Sri Lanka boasts a robust public health system, which is currently in crisis, but sadly many people are still easy prey for spirit healers and other such charlatans who thrive on their ignorance and amass wealth. Widespread occultism is a sad reflection on a country which prides itself on its relatively high literacy rate.
Medical experts have, to their credit, been trying to knock some sense into the gullible members of the public and infuse the latter with some rational thinking, but their efforts have been in vain if the ease with which the crafty diviners continue to take so many Sri Lankans for a ride is any indication. Worse, some of these self-proclaimed curanderos even receive government patronage with Cabinet ministers promoting their snake oil.
One may recall that during the early stages of the Covid-19 pandemic, the then Health Minister Pavithra Wanniarachchi herself helped promote a shaman’s potion which was touted as a cure for the runaway viral infection; the conman, who claimed that his herbal drink had been compiled to a secret formula revealed to him by a goddess in a dream, was invited to meet Speaker Mahinda Yapa Abeywardena, of all people, and given a photo opportunity, which he made the best use of to advertise his concoction. Minister Wanniarachchi and some of her Cabinet colleagues also performed what may be called a strange pot-dropping ritual to rid the country of health problems among other things.

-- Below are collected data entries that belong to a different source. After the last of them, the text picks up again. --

//! End-to-end submission scenarios over the in-memory store and a scripted
//! dispute client.

use std::sync::Arc;

use assert_matches::assert_matches;
use async_trait::async_trait;
use shared::capabilities::chain::{CounterEvidence, RaiseDispute, WriteReceipt};
use shared::capabilities::{ContentStore, HttpError, UploadBlob};
use shared::model::{Cid, DisputeId, SubjectId, TxHash};
use shared::submission::UploadTarget;
use shared::testing::{ChainCall, MemoryContentStore, ScriptedDisputeClient};
use shared::{
    EvidenceCollector, EvidenceError, RawFile, ResetPolicy, SubmissionError, SubmissionPipeline,
    SubmissionResult, UploadProgress,
};

struct Harness {
    pipeline: SubmissionPipeline<Arc<MemoryContentStore>>,
    store: Arc<MemoryContentStore>,
    client: Arc<ScriptedDisputeClient>,
}

fn harness(policy: ResetPolicy) -> Harness {
    let store = Arc::new(MemoryContentStore::new());
    let evidence = Arc::new(EvidenceCollector::default());
    Harness {
        pipeline: SubmissionPipeline::new(evidence, Arc::clone(&store), policy),
        store,
        client: Arc::new(ScriptedDisputeClient::new()),
    }
}

impl Harness {
    fn raise(&self) -> RaiseDispute<Arc<ScriptedDisputeClient>> {
        RaiseDispute::new(Arc::clone(&self.client), "IMPROPER_REGISTRATION")
    }

    fn add_documents(&self, names: &[&str]) {
        for name in names {
            self.pipeline
                .evidence()
                .add_file(RawFile::new(*name, "application/pdf", name.as_bytes().to_vec()));
        }
    }
}

#[tokio::test]
async fn empty_bundle_is_rejected_until_a_url_is_added() {
    let h = harness(ResetPolicy::ClearOnSuccess);
    let subject = SubjectId::new("ip-1");

    let err = h.pipeline.submit(&subject, &h.raise()).await.unwrap_err();
    assert_matches!(err, SubmissionError::Validation(EvidenceError::Empty));
    assert_eq!(h.store.attempts(), 0);
    assert!(h.client.calls().is_empty());

    let slot = h.pipeline.evidence().add_url();
    h.pipeline.evidence().update_url(slot, "   ").unwrap();
    assert!(h.pipeline.submit(&subject, &h.raise()).await.unwrap_err().is_validation());

    h.pipeline
        .evidence()
        .update_url(slot, "https://example.com/e1")
        .unwrap();
    assert!(h.pipeline.submit(&subject, &h.raise()).await.is_ok());
}

#[tokio::test]
async fn second_file_failure_aborts_before_manifest_and_write() {
    let h = harness(ResetPolicy::ClearOnSuccess);
    h.add_documents(&["one.pdf", "two.pdf", "three.pdf"]);
    h.store.fail_on_attempt(1);

    let err = h
        .pipeline
        .submit(&SubjectId::new("ip-1"), &h.raise())
        .await
        .unwrap_err();

    assert_matches!(
        err,
        SubmissionError::Upload {
            target: UploadTarget::File { index: 1, ref name },
            ..
        } if name == "two.pdf"
    );
    assert_eq!(h.store.attempts(), 2);
    assert_eq!(h.store.uploads().len(), 1);
    assert!(h.client.calls().is_empty());
    assert_eq!(h.pipeline.progress().percent(), 25.0);

    let view = h.pipeline.view();
    assert!(!view.submitting);
    assert_matches!(view.last_result, Some(SubmissionResult::Failure { ref error_message }) if error_message.contains("two.pdf"));
    assert_eq!(h.pipeline.evidence().snapshot().files().len(), 3);
}

#[tokio::test]
async fn progress_never_decreases_and_ends_at_100() {
    let h = harness(ResetPolicy::ClearOnSuccess);
    h.add_documents(&["a.pdf", "b.pdf", "c.pdf", "d.pdf"]);

    let mut rx = h.pipeline.subscribe();
    let observer = tokio::spawn(async move {
        let mut seen = vec![*rx.borrow_and_update()];
        while rx.changed().await.is_ok() {
            let value = *rx.borrow_and_update();
            seen.push(value);
            if value == UploadProgress::COMPLETE {
                break;
            }
        }
        seen
    });

    h.pipeline
        .submit(&SubjectId::new("ip-1"), &h.raise())
        .await
        .unwrap();

    let seen = observer.await.unwrap();
    assert!(seen.windows(2).all(|w| w[0] <= w[1]), "{seen:?}");
    assert_eq!(seen.last(), Some(&UploadProgress::COMPLETE));
}

#[tokio::test]
async fn url_only_bundle_uploads_just_the_manifest() {
    let h = harness(ResetPolicy::ClearOnSuccess);
    let slot = h.pipeline.evidence().add_url();
    h.pipeline
        .evidence()
        .update_url(slot, "https://example.com/e1")
        .unwrap();
    h.client.push_outcome(Ok(Some(WriteReceipt {
        tx_hash: Some(TxHash::new("0xabc")),
        dispute_id: None,
    })));

    let receipt = h
        .pipeline
        .submit(&SubjectId::new("ip-123"), &h.raise())
        .await
        .unwrap();

    assert_eq!(receipt.tx_hash, TxHash::new("0xabc"));
    assert_eq!(
        h.pipeline.last_result(),
        Some(SubmissionResult::Success {
            tx_hash: TxHash::new("0xabc"),
            dispute_id: None,
        })
    );

    let uploads = h.store.uploads();
    assert_eq!(uploads.len(), 1);
    let manifest: serde_json::Value = serde_json::from_slice(&uploads[0].bytes).unwrap();
    assert_eq!(manifest["subjectId"], "ip-123");
    assert_eq!(manifest["urls"], serde_json::json!(["https://example.com/e1"]));
    assert_eq!(manifest["files"], serde_json::json!([]));

    assert_matches!(&h.client.calls()[..], [ChainCall::Raise(request)] if request.evidence_cid == receipt.evidence_cid);
}

#[tokio::test]
async fn concurrent_submit_is_rejected() {
    let h = harness(ResetPolicy::ClearOnSuccess);
    h.add_documents(&["a.pdf"]);
    let subject = SubjectId::new("ip-1");
    let write = h.raise();

    let (first, second) = tokio::join!(
        h.pipeline.submit(&subject, &write),
        h.pipeline.submit(&subject, &write)
    );

    assert!(first.is_ok());
    assert_eq!(second.unwrap_err(), SubmissionError::AlreadyInFlight);
    assert_eq!(h.client.calls().len(), 1);
    assert_eq!(h.store.uploads().len(), 2);
}

#[tokio::test]
async fn counter_evidence_keeps_bundle_until_reset() {
    let h = harness(ResetPolicy::KeepForDisplay);
    h.pipeline.evidence().set_description("license was granted on 2024-01-02");
    let write = CounterEvidence::new(Arc::clone(&h.client), DisputeId::new("7"));

    let receipt = h
        .pipeline
        .submit(&SubjectId::new("0xip"), &write)
        .await
        .unwrap();

    assert_eq!(receipt.dispute_id, Some(DisputeId::new("7")));
    assert!(h.store.uploads()[0].file_name.starts_with("counter_evidence_"));
    assert!(h.pipeline.evidence().validate());

    assert!(h.pipeline.reset());
    assert!(!h.pipeline.evidence().validate());
    assert!(h.pipeline.last_result().is_none());
}

#[tokio::test]
async fn image_preview_does_not_block_submission() {
    let h = harness(ResetPolicy::ClearOnSuccess);
    let png = {
        use image::{ImageBuffer, Rgba};
        let img: ImageBuffer<Rgba<u8>, Vec<u8>> = ImageBuffer::from_pixel(4, 4, Rgba([9, 9, 9, 255]));
        let mut out = std::io::Cursor::new(Vec::new());
        img.write_to(&mut out, image::ImageFormat::Png).unwrap();
        out.into_inner()
    };
    h.pipeline
        .evidence()
        .add_file(RawFile::new("shot.png", "image/png", png.clone()));

    // Submit straight away; the preview may or may not have landed yet.
    h.pipeline
        .submit(&SubjectId::new("ip-1"), &h.raise())
        .await
        .unwrap();

    let uploads = h.store.uploads();
    assert_eq!(uploads[0].bytes.as_ref(), png.as_slice());
    assert_eq!(uploads[0].content_type, "image/png");
}

/// Stands in for a user typing into the form while uploads run.
struct EditingStore {
    inner: MemoryContentStore,
    evidence: Arc<EvidenceCollector>,
}

#[async_trait]
impl ContentStore for EditingStore {
    async fn upload(&self, blob: UploadBlob) -> Result<Cid, HttpError> {
        self.evidence.set_description("late note typed during upload");
        self.inner.upload(blob).await
    }

    fn content_url(&self, cid: &Cid) -> String {
        self.inner.content_url(cid)
    }
}

#[tokio::test]
async fn edits_made_during_submission_survive_clear_on_success() {
    let evidence = Arc::new(EvidenceCollector::default());
    evidence.add_file(RawFile::new("a.pdf", "application/pdf", b"%PDF".to_vec()));
    let store = EditingStore {
        inner: MemoryContentStore::new(),
        evidence: Arc::clone(&evidence),
    };
    let pipeline = SubmissionPipeline::new(Arc::clone(&evidence), store, ResetPolicy::ClearOnSuccess);
    let client = Arc::new(ScriptedDisputeClient::new());

    pipeline
        .submit(&SubjectId::new("ip-1"), &RaiseDispute::new(client, "PLAGIARISM"))
        .await
        .unwrap();

    let bundle = evidence.snapshot();
    assert_eq!(bundle.description(), "late note typed during upload");
    assert_eq!(bundle.files().len(), 1);
    assert_matches!(pipeline.last_result(), Some(SubmissionResult::Success { .. }));
}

In a country where business leaders, ministers, and even Presidents fall for shamanic wiles and seek solace in occult practices, how can the ordinary public be expected to be different? One wonders whether the national legislature has become a repository of superstitious practices as it were. It may be recalled that when an attempt was made to impeach President Ranasinghe Premadasa in the early 1990s, his loyalists applied charmed oil on the MPs’ chairs in Parliament in a bid to make them change their minds. Not to be outdone, the proponents of the impeachment motion took lard with them to Parliament and applied it on their chairs to neutralise the effect of the charmed oil! The promotion by prominent legislators of the shamanic ‘Covid cure’ and occult practices shows that Parliament has not changed much where superstitious beliefs and rituals are concerned. How can such a legislature be expected to promote science and technology keenly and usher in national progress?
When influential citizens such as captains of industry, high-ranking military and police officers, public officials and political leaders become slaves to superstition, it is only natural that a country ends up being a haven for shamans.
There is said to be a sucker born every minute, and therefore it may be difficult to prevent greedy shamans from cheating unsuspecting people out of their money and even endangering their lives. But the need to do everything possible to deal with these harmful characters, according to the law, and save the public cannot be overstated.